WHAT TO DO
Each line below that holds the string "README" counts once; report the total and nothing else.

++++++

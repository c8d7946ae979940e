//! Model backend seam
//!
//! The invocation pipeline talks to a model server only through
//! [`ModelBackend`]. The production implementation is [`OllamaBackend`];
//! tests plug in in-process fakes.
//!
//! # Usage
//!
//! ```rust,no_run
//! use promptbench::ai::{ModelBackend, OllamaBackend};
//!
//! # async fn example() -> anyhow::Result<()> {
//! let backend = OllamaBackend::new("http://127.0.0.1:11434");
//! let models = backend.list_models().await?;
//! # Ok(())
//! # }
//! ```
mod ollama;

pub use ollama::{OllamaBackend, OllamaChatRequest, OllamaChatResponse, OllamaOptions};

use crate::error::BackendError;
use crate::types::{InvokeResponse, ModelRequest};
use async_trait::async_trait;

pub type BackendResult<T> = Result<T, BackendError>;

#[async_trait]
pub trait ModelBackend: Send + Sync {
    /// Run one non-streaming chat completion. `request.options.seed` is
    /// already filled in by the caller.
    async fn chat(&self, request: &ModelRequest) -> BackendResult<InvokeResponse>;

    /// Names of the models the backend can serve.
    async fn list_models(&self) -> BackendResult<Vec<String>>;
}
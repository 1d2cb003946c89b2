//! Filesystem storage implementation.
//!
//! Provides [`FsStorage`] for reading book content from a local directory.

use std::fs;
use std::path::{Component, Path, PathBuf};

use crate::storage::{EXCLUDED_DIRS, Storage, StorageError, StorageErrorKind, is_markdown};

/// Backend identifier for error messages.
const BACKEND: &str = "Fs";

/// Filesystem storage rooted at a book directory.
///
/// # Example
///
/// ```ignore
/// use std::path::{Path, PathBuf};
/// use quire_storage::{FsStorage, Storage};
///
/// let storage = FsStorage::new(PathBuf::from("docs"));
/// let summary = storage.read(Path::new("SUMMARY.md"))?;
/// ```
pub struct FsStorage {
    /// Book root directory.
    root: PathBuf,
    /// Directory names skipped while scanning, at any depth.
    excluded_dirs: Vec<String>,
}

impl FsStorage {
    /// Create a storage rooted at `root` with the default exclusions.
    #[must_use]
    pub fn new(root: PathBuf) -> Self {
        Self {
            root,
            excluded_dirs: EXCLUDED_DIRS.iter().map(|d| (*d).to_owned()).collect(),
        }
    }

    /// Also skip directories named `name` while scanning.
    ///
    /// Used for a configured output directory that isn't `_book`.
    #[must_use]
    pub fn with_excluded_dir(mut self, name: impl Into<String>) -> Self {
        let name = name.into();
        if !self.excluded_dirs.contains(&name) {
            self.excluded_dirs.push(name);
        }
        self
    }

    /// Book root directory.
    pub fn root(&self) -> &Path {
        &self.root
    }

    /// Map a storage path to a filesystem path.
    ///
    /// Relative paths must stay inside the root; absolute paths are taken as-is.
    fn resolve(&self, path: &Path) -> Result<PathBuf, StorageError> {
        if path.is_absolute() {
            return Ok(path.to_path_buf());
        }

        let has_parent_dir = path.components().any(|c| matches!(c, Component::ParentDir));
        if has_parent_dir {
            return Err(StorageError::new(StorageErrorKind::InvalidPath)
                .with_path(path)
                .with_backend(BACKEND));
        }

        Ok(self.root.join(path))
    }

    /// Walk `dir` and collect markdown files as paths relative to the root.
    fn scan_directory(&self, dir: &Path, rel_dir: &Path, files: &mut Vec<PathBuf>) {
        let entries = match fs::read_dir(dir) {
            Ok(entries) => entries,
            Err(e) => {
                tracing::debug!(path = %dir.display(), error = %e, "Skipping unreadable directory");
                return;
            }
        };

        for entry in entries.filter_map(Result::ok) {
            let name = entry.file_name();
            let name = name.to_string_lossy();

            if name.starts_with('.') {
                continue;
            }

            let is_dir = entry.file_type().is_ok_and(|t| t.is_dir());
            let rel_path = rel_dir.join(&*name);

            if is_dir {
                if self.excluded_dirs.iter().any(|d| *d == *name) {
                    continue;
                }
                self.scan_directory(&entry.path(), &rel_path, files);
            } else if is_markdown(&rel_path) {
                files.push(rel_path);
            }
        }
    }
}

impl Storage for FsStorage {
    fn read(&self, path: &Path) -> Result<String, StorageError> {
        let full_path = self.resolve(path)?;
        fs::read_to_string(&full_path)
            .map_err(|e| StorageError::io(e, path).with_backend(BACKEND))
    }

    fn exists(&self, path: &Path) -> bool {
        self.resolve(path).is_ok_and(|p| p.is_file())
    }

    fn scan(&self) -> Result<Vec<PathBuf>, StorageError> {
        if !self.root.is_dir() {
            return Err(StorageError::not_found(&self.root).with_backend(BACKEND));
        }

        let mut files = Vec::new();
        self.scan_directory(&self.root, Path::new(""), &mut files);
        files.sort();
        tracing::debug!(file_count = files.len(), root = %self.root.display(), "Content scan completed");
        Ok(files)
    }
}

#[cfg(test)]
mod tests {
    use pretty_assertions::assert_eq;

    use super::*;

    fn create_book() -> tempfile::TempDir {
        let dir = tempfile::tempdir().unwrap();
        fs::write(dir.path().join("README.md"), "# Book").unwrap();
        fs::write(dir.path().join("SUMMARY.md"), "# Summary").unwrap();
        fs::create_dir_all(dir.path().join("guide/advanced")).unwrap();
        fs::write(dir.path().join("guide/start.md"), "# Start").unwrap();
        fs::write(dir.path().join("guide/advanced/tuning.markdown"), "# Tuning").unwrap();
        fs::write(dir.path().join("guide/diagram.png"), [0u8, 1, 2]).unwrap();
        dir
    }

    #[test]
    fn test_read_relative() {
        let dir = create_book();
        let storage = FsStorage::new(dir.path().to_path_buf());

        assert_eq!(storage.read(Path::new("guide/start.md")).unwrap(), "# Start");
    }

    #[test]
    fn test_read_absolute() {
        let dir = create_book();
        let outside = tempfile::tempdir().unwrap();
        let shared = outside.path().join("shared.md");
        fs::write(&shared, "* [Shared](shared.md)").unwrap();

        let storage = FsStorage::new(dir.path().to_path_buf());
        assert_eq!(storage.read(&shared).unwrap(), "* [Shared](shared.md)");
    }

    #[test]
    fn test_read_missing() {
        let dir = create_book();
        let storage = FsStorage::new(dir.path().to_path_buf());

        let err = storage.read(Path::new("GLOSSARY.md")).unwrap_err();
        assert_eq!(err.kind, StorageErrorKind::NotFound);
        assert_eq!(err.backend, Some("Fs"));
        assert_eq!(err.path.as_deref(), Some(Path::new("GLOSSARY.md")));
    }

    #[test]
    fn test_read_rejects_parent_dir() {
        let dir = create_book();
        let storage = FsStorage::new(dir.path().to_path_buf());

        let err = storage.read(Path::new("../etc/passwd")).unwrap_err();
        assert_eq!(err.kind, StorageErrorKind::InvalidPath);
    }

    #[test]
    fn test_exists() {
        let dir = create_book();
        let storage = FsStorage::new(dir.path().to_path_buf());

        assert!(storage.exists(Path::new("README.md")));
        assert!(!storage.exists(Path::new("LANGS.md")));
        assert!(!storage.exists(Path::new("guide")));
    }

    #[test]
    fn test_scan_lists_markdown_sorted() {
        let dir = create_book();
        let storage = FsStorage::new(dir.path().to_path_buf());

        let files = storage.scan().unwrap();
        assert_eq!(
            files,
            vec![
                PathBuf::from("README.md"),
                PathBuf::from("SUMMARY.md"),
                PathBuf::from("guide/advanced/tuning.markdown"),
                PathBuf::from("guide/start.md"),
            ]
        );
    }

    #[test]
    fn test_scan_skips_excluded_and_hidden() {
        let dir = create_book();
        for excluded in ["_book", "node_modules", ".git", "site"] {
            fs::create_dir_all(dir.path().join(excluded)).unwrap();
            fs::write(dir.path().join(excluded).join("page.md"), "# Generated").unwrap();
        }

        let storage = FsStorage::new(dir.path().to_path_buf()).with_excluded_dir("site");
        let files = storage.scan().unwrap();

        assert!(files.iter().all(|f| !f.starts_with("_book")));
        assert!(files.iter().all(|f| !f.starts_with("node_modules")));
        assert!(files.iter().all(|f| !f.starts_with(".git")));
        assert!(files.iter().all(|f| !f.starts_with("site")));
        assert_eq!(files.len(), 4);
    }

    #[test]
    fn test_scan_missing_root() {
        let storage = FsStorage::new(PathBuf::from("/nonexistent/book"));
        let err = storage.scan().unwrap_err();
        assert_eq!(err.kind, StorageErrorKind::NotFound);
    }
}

++++++

ANSWER BELOW
3